- [Supplied data]:
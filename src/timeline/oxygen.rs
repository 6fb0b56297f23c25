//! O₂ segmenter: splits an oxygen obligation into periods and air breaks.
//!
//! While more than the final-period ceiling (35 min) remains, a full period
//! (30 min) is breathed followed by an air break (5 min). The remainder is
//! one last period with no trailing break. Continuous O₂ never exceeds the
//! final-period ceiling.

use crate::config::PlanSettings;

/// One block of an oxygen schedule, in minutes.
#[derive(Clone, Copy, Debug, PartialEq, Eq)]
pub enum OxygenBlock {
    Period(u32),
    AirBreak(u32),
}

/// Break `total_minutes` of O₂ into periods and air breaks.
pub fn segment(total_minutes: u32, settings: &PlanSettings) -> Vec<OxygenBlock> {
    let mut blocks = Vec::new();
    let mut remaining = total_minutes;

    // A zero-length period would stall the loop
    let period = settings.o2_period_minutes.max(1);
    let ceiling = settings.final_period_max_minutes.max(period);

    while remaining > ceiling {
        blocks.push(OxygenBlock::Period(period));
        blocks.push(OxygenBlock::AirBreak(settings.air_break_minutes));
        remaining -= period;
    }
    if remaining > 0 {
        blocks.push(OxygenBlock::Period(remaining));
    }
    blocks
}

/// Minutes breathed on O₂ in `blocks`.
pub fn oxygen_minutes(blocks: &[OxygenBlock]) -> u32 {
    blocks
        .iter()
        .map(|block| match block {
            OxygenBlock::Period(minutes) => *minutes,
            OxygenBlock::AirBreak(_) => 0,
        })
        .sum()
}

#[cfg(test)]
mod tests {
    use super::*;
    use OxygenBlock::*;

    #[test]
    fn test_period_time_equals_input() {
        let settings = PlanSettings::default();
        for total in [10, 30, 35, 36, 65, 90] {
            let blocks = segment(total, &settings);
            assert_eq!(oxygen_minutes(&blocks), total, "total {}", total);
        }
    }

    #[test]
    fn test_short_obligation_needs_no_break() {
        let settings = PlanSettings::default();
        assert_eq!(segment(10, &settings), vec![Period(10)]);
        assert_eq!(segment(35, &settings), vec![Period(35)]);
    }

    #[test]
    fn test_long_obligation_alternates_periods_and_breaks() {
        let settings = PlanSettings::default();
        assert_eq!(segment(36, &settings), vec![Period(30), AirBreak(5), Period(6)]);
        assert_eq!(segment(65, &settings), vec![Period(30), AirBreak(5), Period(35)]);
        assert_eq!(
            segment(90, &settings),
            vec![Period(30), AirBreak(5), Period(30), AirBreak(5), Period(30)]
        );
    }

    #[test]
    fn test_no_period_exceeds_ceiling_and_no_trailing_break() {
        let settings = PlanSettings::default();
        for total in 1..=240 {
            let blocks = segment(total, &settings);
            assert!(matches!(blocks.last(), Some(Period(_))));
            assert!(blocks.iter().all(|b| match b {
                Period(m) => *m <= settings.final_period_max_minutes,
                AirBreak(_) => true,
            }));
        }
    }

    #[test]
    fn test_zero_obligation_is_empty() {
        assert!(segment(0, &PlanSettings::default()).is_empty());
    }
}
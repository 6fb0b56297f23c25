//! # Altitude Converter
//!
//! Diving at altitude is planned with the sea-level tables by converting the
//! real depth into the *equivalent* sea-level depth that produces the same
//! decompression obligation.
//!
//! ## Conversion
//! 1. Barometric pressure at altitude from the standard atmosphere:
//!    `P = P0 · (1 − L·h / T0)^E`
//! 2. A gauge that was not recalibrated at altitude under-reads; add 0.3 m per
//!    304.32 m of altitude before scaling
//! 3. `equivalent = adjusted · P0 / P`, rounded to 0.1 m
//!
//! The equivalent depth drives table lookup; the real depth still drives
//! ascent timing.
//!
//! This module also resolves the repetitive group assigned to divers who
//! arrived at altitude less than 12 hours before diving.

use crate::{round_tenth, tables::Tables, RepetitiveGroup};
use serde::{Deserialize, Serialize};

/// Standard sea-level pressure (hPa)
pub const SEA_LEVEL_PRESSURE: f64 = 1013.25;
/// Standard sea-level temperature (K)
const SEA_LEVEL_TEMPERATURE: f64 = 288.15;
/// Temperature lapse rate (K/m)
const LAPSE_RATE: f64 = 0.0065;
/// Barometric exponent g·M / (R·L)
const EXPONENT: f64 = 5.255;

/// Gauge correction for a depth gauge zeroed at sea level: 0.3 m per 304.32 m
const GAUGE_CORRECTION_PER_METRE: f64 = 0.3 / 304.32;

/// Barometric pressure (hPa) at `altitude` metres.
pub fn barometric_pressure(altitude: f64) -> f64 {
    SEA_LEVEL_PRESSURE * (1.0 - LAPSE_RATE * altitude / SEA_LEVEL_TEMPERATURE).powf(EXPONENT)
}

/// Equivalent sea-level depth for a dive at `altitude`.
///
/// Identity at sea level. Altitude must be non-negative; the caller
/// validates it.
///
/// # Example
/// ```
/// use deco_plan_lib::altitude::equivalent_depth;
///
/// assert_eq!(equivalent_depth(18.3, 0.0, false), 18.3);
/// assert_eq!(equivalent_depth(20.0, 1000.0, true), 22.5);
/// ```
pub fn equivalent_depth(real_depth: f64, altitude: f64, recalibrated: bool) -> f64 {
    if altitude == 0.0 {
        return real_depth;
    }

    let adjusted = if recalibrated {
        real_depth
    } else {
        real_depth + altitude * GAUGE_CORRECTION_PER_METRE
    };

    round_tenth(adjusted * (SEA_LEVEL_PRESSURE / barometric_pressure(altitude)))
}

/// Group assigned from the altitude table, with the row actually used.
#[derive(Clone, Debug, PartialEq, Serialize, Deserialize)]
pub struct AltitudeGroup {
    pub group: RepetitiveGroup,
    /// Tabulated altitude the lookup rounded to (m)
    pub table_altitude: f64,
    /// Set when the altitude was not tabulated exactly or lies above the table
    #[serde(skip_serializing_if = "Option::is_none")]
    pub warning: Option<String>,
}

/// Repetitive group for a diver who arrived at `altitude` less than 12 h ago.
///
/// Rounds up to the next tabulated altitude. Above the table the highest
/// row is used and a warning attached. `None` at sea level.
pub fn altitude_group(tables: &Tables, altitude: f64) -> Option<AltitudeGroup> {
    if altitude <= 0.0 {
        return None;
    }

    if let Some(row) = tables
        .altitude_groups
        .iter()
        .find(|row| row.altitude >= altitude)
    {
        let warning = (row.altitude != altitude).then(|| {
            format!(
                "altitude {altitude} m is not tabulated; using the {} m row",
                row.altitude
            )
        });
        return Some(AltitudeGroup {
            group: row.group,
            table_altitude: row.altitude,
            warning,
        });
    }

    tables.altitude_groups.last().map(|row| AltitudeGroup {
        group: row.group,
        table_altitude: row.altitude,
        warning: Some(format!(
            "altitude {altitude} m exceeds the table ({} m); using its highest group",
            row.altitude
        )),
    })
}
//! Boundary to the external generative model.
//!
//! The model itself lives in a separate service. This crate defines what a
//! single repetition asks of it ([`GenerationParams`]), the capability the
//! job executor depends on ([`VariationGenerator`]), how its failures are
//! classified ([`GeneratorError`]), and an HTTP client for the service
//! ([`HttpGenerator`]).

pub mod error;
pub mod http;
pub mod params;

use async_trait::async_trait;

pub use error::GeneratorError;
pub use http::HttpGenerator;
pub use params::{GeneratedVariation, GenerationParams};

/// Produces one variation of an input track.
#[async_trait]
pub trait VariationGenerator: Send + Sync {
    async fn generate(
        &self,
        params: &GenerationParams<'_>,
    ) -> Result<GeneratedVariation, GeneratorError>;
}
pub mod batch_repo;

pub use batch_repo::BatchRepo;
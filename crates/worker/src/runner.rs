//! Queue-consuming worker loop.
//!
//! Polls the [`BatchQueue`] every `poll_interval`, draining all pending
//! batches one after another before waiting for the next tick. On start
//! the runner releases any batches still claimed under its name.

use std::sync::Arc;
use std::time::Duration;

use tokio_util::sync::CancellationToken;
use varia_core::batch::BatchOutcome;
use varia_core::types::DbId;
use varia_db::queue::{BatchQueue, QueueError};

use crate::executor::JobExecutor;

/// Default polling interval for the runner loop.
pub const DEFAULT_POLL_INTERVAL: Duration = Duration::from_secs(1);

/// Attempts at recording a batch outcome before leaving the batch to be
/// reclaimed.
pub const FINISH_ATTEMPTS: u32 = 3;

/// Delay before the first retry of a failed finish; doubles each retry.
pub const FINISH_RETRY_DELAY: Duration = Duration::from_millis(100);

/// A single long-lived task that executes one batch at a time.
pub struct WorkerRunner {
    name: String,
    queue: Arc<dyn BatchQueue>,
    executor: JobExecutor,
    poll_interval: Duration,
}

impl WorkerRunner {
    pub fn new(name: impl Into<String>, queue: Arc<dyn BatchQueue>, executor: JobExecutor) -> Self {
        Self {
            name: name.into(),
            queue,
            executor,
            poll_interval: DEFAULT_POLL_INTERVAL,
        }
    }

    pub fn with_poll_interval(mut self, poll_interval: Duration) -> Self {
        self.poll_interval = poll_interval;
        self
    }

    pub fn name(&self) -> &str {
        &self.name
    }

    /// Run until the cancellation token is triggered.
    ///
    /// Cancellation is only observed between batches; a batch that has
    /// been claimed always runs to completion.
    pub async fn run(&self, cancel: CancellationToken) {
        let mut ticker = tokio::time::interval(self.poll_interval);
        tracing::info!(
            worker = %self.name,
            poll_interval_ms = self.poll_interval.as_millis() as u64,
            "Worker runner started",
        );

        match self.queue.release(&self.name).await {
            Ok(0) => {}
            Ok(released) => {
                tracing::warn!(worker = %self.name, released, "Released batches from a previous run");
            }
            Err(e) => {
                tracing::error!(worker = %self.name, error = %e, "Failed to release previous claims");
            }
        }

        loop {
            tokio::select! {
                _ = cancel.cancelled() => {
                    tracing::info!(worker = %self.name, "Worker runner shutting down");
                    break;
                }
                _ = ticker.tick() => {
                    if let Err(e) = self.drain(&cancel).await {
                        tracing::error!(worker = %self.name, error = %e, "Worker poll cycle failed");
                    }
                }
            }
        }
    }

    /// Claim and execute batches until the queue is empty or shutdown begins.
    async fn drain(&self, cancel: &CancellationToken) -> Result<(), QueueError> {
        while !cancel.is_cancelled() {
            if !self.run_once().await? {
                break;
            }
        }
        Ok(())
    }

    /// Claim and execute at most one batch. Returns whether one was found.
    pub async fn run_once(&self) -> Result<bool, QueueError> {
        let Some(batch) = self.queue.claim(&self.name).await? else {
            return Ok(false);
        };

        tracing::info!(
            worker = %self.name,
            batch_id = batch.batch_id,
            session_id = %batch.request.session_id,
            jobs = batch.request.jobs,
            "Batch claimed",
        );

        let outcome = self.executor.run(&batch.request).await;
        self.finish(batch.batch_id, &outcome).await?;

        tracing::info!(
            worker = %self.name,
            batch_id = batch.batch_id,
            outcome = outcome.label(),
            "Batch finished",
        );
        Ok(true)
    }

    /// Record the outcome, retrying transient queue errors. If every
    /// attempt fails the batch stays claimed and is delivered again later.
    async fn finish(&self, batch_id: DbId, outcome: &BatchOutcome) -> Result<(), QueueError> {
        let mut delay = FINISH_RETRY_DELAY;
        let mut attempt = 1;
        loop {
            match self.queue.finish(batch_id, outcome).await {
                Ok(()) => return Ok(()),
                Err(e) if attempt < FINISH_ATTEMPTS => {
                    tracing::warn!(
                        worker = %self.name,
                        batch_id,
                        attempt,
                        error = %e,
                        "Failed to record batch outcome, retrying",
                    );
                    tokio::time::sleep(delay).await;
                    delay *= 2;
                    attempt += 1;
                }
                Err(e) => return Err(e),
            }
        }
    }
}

- [What you will do]:
Search the records for the string "const", and copy every line that holds it.

- [Reply to the task]:
pub const SEA_LEVEL_PRESSURE: f64 = 1013.25;
const SEA_LEVEL_TEMPERATURE: f64 = 288.15;
const LAPSE_RATE: f64 = 0.0065;
const EXPONENT: f64 = 5.255;
const GAUGE_CORRECTION_PER_METRE: f64 = 0.3 / 304.32;
pub const DEFAULT_POLL_INTERVAL: Duration = Duration::from_secs(1);
pub const FINISH_ATTEMPTS: u32 = 3;
pub const FINISH_RETRY_DELAY: Duration = Duration::from_millis(100);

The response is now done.